Implementation Details

  • Execution model: validate the request, choose the packaged workflow, and produce a bounded deliverable.
  • Input controls: confirm the source files, scope limits, output format, and acceptance criteria before running any script.
  • Primary implementation surface:
    scripts/download_cosmic.py
    .
  • Reference guidance:
    references/
    contains supporting rules, prompts, or checklists.
  • Parameters to clarify first: input path, output path, scope filters, thresholds, and any domain-specific constraints.
  • Output discipline: keep results reproducible, identify assumptions explicitly, and avoid undocumented side effects.

1. When to Use

Use this skill when you need COSMIC data for tasks such as:

  • Downloading COSMIC mutation exports (TSV/VCF) for cohort or sample-level variant analysis.
  • Retrieving Cancer Gene Census (CGC) gene lists for oncogene/tumor suppressor annotation and prioritization.
  • Working with COSMIC mutational signatures (SBS/DBS/ID) for signature attribution or comparative studies.
  • Accessing additional COSMIC genomics datasets (e.g., copy number, fusions, expression) for multi-omics integration.
  • Building reproducible pipelines that programmatically fetch the latest COSMIC releases.

2. Key Features

  • Authenticated downloads of COSMIC files (e.g., TSV/VCF; often GZIP-compressed).
  • Cancer Gene Census access for curated cancer gene information.
  • Mutational signature retrieval including SBS, DBS, and ID signatures.
  • Support for multiple COSMIC dataset types, such as mutation, copy number, fusion, and expression resources.
  • Pandas-friendly workflow for loading and filtering downloaded tables.

3. Dependencies

  • Python 3.9+
  • pandas
    >= 1.5
  • requests
    >= 2.28

External requirements:

4. Example Usage

The following example downloads a COSMIC file and loads it into a pandas DataFrame.

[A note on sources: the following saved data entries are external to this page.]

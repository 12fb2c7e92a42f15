//! Tests for pre-save rule validation

use rstest::rstest;

use condtree::domain::codec::decode_json;
use condtree::domain::{validate, IdAllocator, LeafKind, NodeId, ValidationError};

fn sc(threshold: u64) -> String {
    format!(
        r#"{{"kind":"sc","start_time":"20230819000000","end_time":"20230820050000","aggregation":"once","threshold":{}}}"#,
        threshold
    )
}

#[test]
fn given_complete_rule_when_validating_then_passes() {
    let json = format!(
        r#"{{"kind":"or","sub_conditions":[{},
            {{"kind":"gift","start_time":"20230819000000","end_time":"20230820050000","aggregation":"total","threshold":3,"gift_ref":31036}},
            {{"kind":"member","start_time":"20230819000000","end_time":"20230820050000","aggregation":"total","threshold":0,"guard_levels":[3]}}]}}"#,
        sc(30)
    );
    let root = decode_json(&json, &IdAllocator::new()).unwrap();

    assert_eq!(validate(&root), Ok(()));
}

#[rstest]
#[case::empty_group(
    r#"{"kind":"or","sub_conditions":[]}"#.to_string(),
    ValidationError::EmptyGroup(NodeId(0))
)]
#[case::inverted_range(
    r#"{"kind":"sc","start_time":"20230821000000","end_time":"20230820050000","aggregation":"once","threshold":1}"#.to_string(),
    ValidationError::InvertedTimeRange(NodeId(0))
)]
#[case::gift_without_ref(
    r#"{"kind":"gift","start_time":"20230819000000","end_time":"20230820050000","aggregation":"total","threshold":1,"gift_ref":0}"#.to_string(),
    ValidationError::GiftWithoutRef(NodeId(0))
)]
#[case::zero_sc_threshold(
    sc(0),
    ValidationError::ThresholdTooLow { id: NodeId(0), kind: LeafKind::SuperChat }
)]
#[case::member_without_levels(
    r#"{"kind":"member","start_time":"20230819000000","end_time":"20230820050000","aggregation":"total","threshold":1,"guard_levels":[]}"#.to_string(),
    ValidationError::NoGuardLevels(NodeId(0))
)]
fn given_broken_rule_when_validating_then_reports_problem(
    #[case] json: String,
    #[case] expected: ValidationError,
) {
    let root = decode_json(&json, &IdAllocator::new()).unwrap();

    assert_eq!(validate(&root), Err(expected));
}

#[test]
fn given_several_problems_when_validating_then_reports_first_in_preorder() {
    let json = format!(
        r#"{{"kind":"and","sub_conditions":[{},{{"kind":"or","sub_conditions":[]}}]}}"#,
        sc(0)
    );
    let root = decode_json(&json, &IdAllocator::new()).unwrap();

    let err = validate(&root).unwrap_err();

    assert_eq!(
        err,
        ValidationError::ThresholdTooLow {
            id: NodeId(1),
            kind: LeafKind::SuperChat
        }
    );
    assert!(err.to_string().contains("sc condition #1"));
}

from scripts.download_cosmic import download_cosmic_file
import pandas as pd

# 1) Download a COSMIC dataset (example path; adjust to your target release/build)
download_cosmic_file(
    email="user@email.com",
    password="pwd",
    filepath="GRCh38/cosmic/latest/CosmicMutantExport.tsv.gz"
)

# 2) Load the downloaded GZIP-compressed TSV
df = pd.read_csv(
    "CosmicMutantExport.tsv.gz",
    sep="\t",
    compression="gzip"
)

# 3) Example analysis: filter by gene symbol (column name depends on the dataset)

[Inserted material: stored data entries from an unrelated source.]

//! Node id allocation

use std::cell::Cell;

use crate::domain::entities::NodeId;

/// Monotonic id source for one editing session.
///
/// Shared by reference between decoding and editing. Ids are never reused,
/// even after the node holding one is deleted.
#[derive(Debug, Default)]
pub struct IdAllocator {
    next: Cell<u64>,
}

impl IdAllocator {
    pub fn new() -> Self {
        Self::default()
    }

    pub fn next_id(&self) -> NodeId {
        let id = self.next.get();
        self.next.set(id + 1);
        NodeId(id)
    }

    /// Number of ids handed out so far.
    pub fn allocated(&self) -> u64 {
        self.next.get()
    }
}
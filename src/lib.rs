//! condtree: audience-qualification condition trees for livestream reward campaigns.
//!
//! A rule is a tree of AND/OR groups over member, gift and super-chat
//! conditions. The crate decodes the backend's JSON rule into an
//! id-addressed tree, edits it, and encodes it back.

pub mod application;
pub mod cli;
pub mod config;
pub mod domain;
pub mod exitcode;
pub mod infrastructure;
pub mod util;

# df_gene = df[df["Gene name"] == "TP53"]

For dataset field definitions and COSMIC file specifics, see:

references/cosmic_data_reference.md
.

5. Implementation Details

  • Authentication: Downloads require COSMIC account credentials (email/password) and are performed via an authenticated HTTP session.
  • File targeting: The
    filepath
    parameter specifies the COSMIC resource path (e.g., genome build such as
    GRCh38
    , release channel such as
    latest
    , and the target filename).
  • Data format: Many COSMIC exports are distributed as GZIP-compressed TSV (and sometimes VCF). Use
    pandas.read_csv(..., sep="\t", compression="gzip")
    for TSV
    .gz
    files.
  • Typical workflow:
    1. Download the desired COSMIC export.
    2. Load into a DataFrame (or parse VCF with an appropriate library if needed).
    3. Filter/aggregate by gene, tumor type, sample, or signature depending on the analysis goal.